On account of the excess of blood in carrion, carrion not only decomposes earlier but is also difficult to preserve. Decomposition is liable to set in earlier than even 24 hours in a hot climate like ours. So, although treated, carrion meat is not so wholesome as slaughtered meat as food.
POISONED MEAT - The meat of poisoned cattle is not poisonous to eat. This is another surprise.
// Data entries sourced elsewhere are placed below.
use serde::Deserialize;
use serde_json::Value;

use crate::errors::{AppError, AppResult};
use crate::models::{ChatMessage, Memory};

/// Incremental fragment of the assistant response.
#[derive(Debug, Clone, PartialEq, Eq, Default)]
pub struct Delta {
    pub content: String,
    pub reasoning: Option<String>,
    pub role: Option<String>,
}

impl Delta {
    pub fn content(content: impl Into<String>) -> Self {
        Self { content: content.into(), ..Self::default() }
    }

    pub fn reasoning(reasoning: impl Into<String>) -> Self {
        Self { reasoning: Some(reasoning.into()), ..Self::default() }
    }
}

/// Non-terminal out-of-band signal multiplexed into the stream.
#[derive(Debug, Clone, PartialEq, Eq)]
pub enum ControlEvent {
    WebSearchPerformed,
    ChatNameUpdated { name: String },
    MemoryAdded { memory: Memory },
    InferenceError { code: u16 },
}

/// One decoded stream event. `Done` is kept apart from the other controls
/// because it ends the stream.
#[derive(Debug, Clone, PartialEq)]
pub enum StreamFrame {
    Delta(Delta),
    Control(ControlEvent),
    Done(ChatMessage),
}

#[derive(Deserialize)]
struct RawDelta {
    #[serde(default)]
    content: Option<String>,
    #[serde(default)]
    reasoning: Option<String>,
    #[serde(default)]
    role: Option<String>,
}

/// Older backends send the memory as its bare content.
#[derive(Deserialize)]
#[serde(untagged)]
enum MemoryPayload {
    Full(Memory),
    Content(String),
}

impl From<MemoryPayload> for Memory {
    fn from(payload: MemoryPayload) -> Self {
        match payload {
            MemoryPayload::Full(memory) => memory,
            MemoryPayload::Content(content) => Memory { id: String::new(), content },
        }
    }
}

#[derive(Deserialize)]
#[serde(tag = "kind")]
enum ControlEnvelope {
    Done { message: ChatMessage },
    WebSearchPerformed,
    ChatNameUpdated { name: String },
    MemoryAdded { memory: MemoryPayload },
    InferenceError { code: u16 },
}

impl From<ControlEnvelope> for StreamFrame {
    fn from(envelope: ControlEnvelope) -> Self {
        match envelope {
            ControlEnvelope::Done { message } => StreamFrame::Done(message),
            ControlEnvelope::WebSearchPerformed => {
                StreamFrame::Control(ControlEvent::WebSearchPerformed)
            }
            ControlEnvelope::ChatNameUpdated { name } => {
                StreamFrame::Control(ControlEvent::ChatNameUpdated { name })
            }
            ControlEnvelope::MemoryAdded { memory } => {
                StreamFrame::Control(ControlEvent::MemoryAdded { memory: memory.into() })
            }
            ControlEnvelope::InferenceError { code } => {
                StreamFrame::Control(ControlEvent::InferenceError { code })
            }
        }
    }
}

/// Decodes the `data` payload of one server-sent event.
///
/// An event is a control event iff it has a non-null `control` field, whose
/// variant is picked by its `kind` tag. Otherwise it must carry `content` or
/// `reasoning` to be a delta.
pub fn decode_frame(data: &str) -> AppResult<StreamFrame> {
    let value: Value = serde_json::from_str(data)
        .map_err(|e| AppError::protocol(format!("event is not JSON: {e}")))?;
    let Value::Object(mut fields) = value else {
        return Err(AppError::protocol("event is not a JSON object"));
    };

    if let Some(control) = fields.remove("control").filter(|c| !c.is_null()) {
        let envelope: ControlEnvelope = serde_json::from_value(control)
            .map_err(|e| AppError::protocol(format!("unrecognised control event: {e}")))?;
        return Ok(envelope.into());
    }

    let raw: RawDelta = serde_json::from_value(Value::Object(fields))
        .map_err(|e| AppError::protocol(format!("malformed delta: {e}")))?;
    if raw.content.is_none() && raw.reasoning.is_none() {
        return Err(AppError::protocol("event carries neither a control nor a delta"));
    }

    Ok(StreamFrame::Delta(Delta {
        content: raw.content.unwrap_or_default(),
        reasoning: raw.reasoning,
        role: raw.role,
    }))
}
This charge of poisoning cattle has been brought against the depressed classes from time immemorial - from the Vedic times. I think it may be true, and may partly explain the hostility of the agricultural Aryan against the Dasyu who destroyed his agricultural wealth. You know how fond the Vedic population was of their cows and cowpens and bulls and heifers. Poison is used by the Red Indians'of America, also the Akas Tribe near Brahmaputra, in hunting for food with poisoned arrow, but the meat of this poisoned animal is eaten by them without any detriment to health.
Probably the poison used in India is strychnine (Kuchala) for killing cattle, but the meat of the dead animal is not poisonous to eat. Experiments have been carried on animals, such as dogs, by feeding them on poisoned meat of the animal killed by vegetable poison such as strychnine, escerine, pilcarpine, veratrine and mineral poisons such as arsenic and antimony; and meat in all these cases has proved to be harmless. The explanation is that, although the poison is strong enough to kill the animal, the poison is further oxidized into a harmless product and the meat, therefore, remains harmless. In the case of mineral poison and caustics, very little is absorbed into the system of animals and the meat, therefore, contains very little of the mineral poison. Meat of poisoned animals, therefore, is harmless for eating purposes.
QUESTION OF REPUGNANCE - I now come to the most difficult of your question, as to why there is such repugnance against those who eat carrion. That there is such a feeling of repugnance, not only in India but all the world over, cannot be denied. Logically if there is not much difference between the carrion of a healthy animal and slaughtered meat, such repugnance should not exist; and if the repugnance is to exist, it should then extend to all meat eaters. The answer to this question might have been difficult before the advent of the science of Analytical Psychology of Freud and Jung. In the light of this science an adequate explanation can be given. The explanation lies in the fundamental property of the human mind of Displacement and Transference (Verdraengung and Verschiebung). Everything which is not killed but dead, decomposing and putrefying excites a feeling of fright, aversion or repugnance in the human mind. This instinct of repugnance is as necessary for Race Preservation as other instincts; otherwise, this human animal would have died of dirt long ago and have been extinct by now. If the dead carcass instead is used for food or alimentation, which is one of the two fundamental necessities of life, it can be imagined why so much loathing is attached to this practice. The feeling of repugnance gets displaced from the act to the person who does it. Economics, Logic or Science does not seem to me to be capable of annulling this faculty of displacement of the human mind. It is a psychological fact, in the same way as the flowing of water or rotation of the Earth is a physical fact; as such, use of carrion for food in normal times is bound to create a feeling of loathing in the human mind, and feeling of repugnance for the human being who practises this. The displacement is from the act to the subject. The conclusion is plain: This practice must disappear. Our depressed class brethren must give it up. Universal human psychology is against it and, therefore, it must go.